Tabi erkekler üzülmesin kadına buton varda erkeğe bir şey yok mu? Tabi ki var elektronik kelepçe! Butona basan kadının bulunduğu yere polis ekipleri gönderilecek ve şiddet uygulayan eşe elektronik kelepçe takılarak takip edilecek. ‘Kim kimi kimden koruyacak?’ sorusu geliyor akıllara…
Yardıma gidecek polis daha dün İzmir’de karakolda bir kadını öldüresiye dövmüş ve yine bir üniversite yürüyüşünde kullandığı ‘organik-yerli malı gaz ve ABD’den ithal edilen coplarla saldırarak hamile bir öğrencinin düşük yapmasına neden olmuştu. Şimdi sormak lazım bir ülkede sokak ortasında polisin gözü önünde onlarca kez bıçaklanan kadınlar oldu ve hala neredeyse her gün kadın cinayetleri haberlere konu oluyor ve bunların önlenmesi için her hangi bir çalışma yapılmadı. Bu nasıl bir çelişkidir. Bunun yanı sıra Emniyet müdürlüklerinden, karakollardan yardım isteyen binlerce kadın oldu ve yardım edilmediği için öldürülen kadınlar henüz belleklerde tazeliğini koruyor. En son bir öğrencinin İstanbul’da kendi evinde tecavüz edildikten sonra boğularak katledilmesinden ardından Erdoğan’ın samimiyetten uzak açıklaması da kendi katliamcı zihniyetini kamufle etme çabasından başka bir şey değildir.
Önce üç çocuk diyerek kadınların yaşamında hakimiyet kurmak isteyen Erdoğan, sonrasında kadınların kürtaj olmasını yasakladı ve şimdi de kadınlarla dalga geçer bir tavırla panik butonlarını ortaya çıkardı. Acaba kadınlar panik olduğu için mi şiddet görüyor yoksa AKP’nin yarattığı zihniyetin sonucu mu şiddete maruz kalıyor! Kadınlara ait her alana girmek isteyen Erdoğan’ın kadınlara yönelik ahlak dışı yaklaşımlarından uzak durması gerektiğidir.

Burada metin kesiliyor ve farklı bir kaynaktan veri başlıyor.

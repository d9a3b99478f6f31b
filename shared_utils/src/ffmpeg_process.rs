//! FFmpeg process management
//!
//! Two pitfalls shape this module:
//!
//! 1. OS pipe buffers are ~64KB. Piping both stdout and stderr but only
//!    reading stdout deadlocks once ffmpeg fills its stderr buffer, so a
//!    dedicated thread drains stderr concurrently.
//! 2. Encoders fork helper processes. The child is therefore placed in its
//!    own process group on unix, and cancellation signals the whole group —
//!    terminating only the direct child can leave encoder helpers running.

use anyhow::{Context, Result};
use std::io::{BufRead, BufReader};
use std::process::{Child, ChildStdout, Command, ExitStatus, Stdio};
use std::thread::{self, JoinHandle};
use std::time::{Duration, Instant};
use tracing::{debug, error, info, warn};

/// A spawned encode process with its stderr drained in the background.
///
/// Read progress from [`take_stdout`](Self::take_stdout), then either
/// [`wait_with_output`](Self::wait_with_output) for the exit status or
/// [`terminate_group`](Self::terminate_group) to cancel.
pub struct EncodeProcess {
    child: Child,
    stderr_thread: Option<JoinHandle<String>>,
}

impl EncodeProcess {
    /// Spawn with piped stdout/stderr, in its own process group on unix.
    pub fn spawn(cmd: &mut Command) -> Result<Self> {
        info!(command = ?cmd, "Spawning encode process");

        cmd.stdout(Stdio::piped()).stderr(Stdio::piped());

        #[cfg(unix)]
        {
            use std::os::unix::process::CommandExt;
            // New group: the group id equals the child pid, and a signal to
            // -pid reaches every helper the encoder forks
            cmd.process_group(0);
        }

        let mut child = cmd.spawn().context("Failed to spawn encode process")?;

        let stderr = child
            .stderr
            .take()
            .ok_or_else(|| anyhow::anyhow!("Failed to capture encode process stderr"))?;

        let stderr_thread = thread::spawn(move || {
            let mut buf = String::new();
            let reader = BufReader::new(stderr);
            for line in reader.lines().map_while(|l| l.ok()) {
                buf.push_str(&line);
                buf.push('\n');
            }
            buf
        });

        Ok(Self {
            child,
            stderr_thread: Some(stderr_thread),
        })
    }

    /// Take stdout for the progress reader. Returns `None` if already taken.
    pub fn take_stdout(&mut self) -> Option<ChildStdout> {
        self.child.stdout.take()
    }

    pub fn id(&self) -> u32 {
        self.child.id()
    }

    /// Wait for exit and collect the drained stderr.
    pub fn wait_with_output(mut self) -> Result<(ExitStatus, String)> {
        let status = self.child.wait().context("Failed to wait for encode process")?;
        let stderr = self.join_stderr();

        if status.success() {
            info!(exit_code = status.code(), "Encode process completed");
            debug!(stderr_output = %stderr, "Encode process stderr");
        } else {
            error!(
                exit_code = status.code(),
                stderr_output = %stderr,
                "Encode process failed"
            );
        }

        Ok((status, stderr))
    }

    /// Signal the process group to terminate, wait out the grace period,
    /// force-kill on timeout. Reaps the child either way.
    pub fn terminate_group(mut self, grace: Duration) -> Result<()> {
        #[cfg(unix)]
        {
            let pgid = self.child.id() as i32;
            warn!(pgid, "Terminating encode process group");
            unsafe {
                libc::kill(-pgid, libc::SIGTERM);
            }

            let deadline = Instant::now() + grace;
            loop {
                match self.child.try_wait().context("Failed to poll encode process")? {
                    Some(status) => {
                        debug!(exit_code = status.code(), "Encode process group exited");
                        break;
                    }
                    None if Instant::now() >= deadline => {
                        warn!(pgid, "Grace period expired, killing encode process group");
                        unsafe {
                            libc::kill(-pgid, libc::SIGKILL);
                        }
                        self.child.wait().context("Failed to reap encode process")?;
                        break;
                    }
                    None => thread::sleep(Duration::from_millis(50)),
                }
            }
        }

        #[cfg(not(unix))]
        {
            let _ = grace;
            warn!(pid = self.child.id(), "Killing encode process");
            let _ = self.child.kill();
            self.child.wait().context("Failed to reap encode process")?;
        }

        self.join_stderr();
        Ok(())
    }

    fn join_stderr(&mut self) -> String {
        self.stderr_thread
            .take()
            .map(|t| t.join().unwrap_or_default())
            .unwrap_or_default()
    }
}

/// Extract the most meaningful line from an ffmpeg stderr dump.
///
/// Prefers the last line mentioning an error, otherwise the last line that
/// is not a progress counter.
pub fn format_encode_error(stderr: &str) -> String {
    if let Some(error_line) = stderr
        .lines()
        .rev()
        .find(|line| line.contains("Error") || line.contains("error"))
    {
        return error_line.trim().to_string();
    }

    stderr
        .lines()
        .rev()
        .find(|line| {
            let trimmed = line.trim();
            !trimmed.is_empty()
                && !trimmed.starts_with("frame=")
                && !trimmed.starts_with("fps=")
                && !trimmed.starts_with("size=")
        })
        .map(|s| s.trim().to_string())
        .unwrap_or_else(|| "Unknown encode error".to_string())
}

Ahlak demişken bir toplumun asıl temel taşı olan ahlakın bu denli yerin dibine sokulması toplumun dinamitlenmesine yol açar, bu da o toplumun yaşanmaz hale gelmesidir. Geçenlerde yine müebbet ceza almış tutuklulara eşleriyle bir odada 24 saat birlikte olabilmelerini sağlamak için yeni bir anayasa maddesi hazırlandı. Aslında Türkiye’de cezaevlerinde her türlü vahşet yaşanırken böyle bir şeyin hazırlanması Türkiye Başbakanı’nın asıl acil gündeminin ne olduğunu gösteriyor. Böyle ahlaktan uzak bir yaklaşım bize Erdoğan’ın “toplumun cinselliğini de ben belirlerim, benim istediğim şekilde ve şartlarda olur yaklaşımını ortaya koyuyor. Tabi sadece bu değil daha derinlerde şu yapılmak isteniyor, müebbet ceza almış bireyleri her hangi bir ihlal konusunda eşleriyle bu 24 saatlik görüşme engelleneceği tehdidi ile kendi hâkimiyetine almak istendiğidir. Yine burada kullanılmak istenen kadındır. Yani kadını istediği yerde isteği şekilde kullanma şeklidir de diyebiliriz. Bütün kadınların, ‘kadın düşmanı başbakan’ olarak tarihe geçecek Erdoğan’a büyük bir tepki göstermeleri gerekiyor.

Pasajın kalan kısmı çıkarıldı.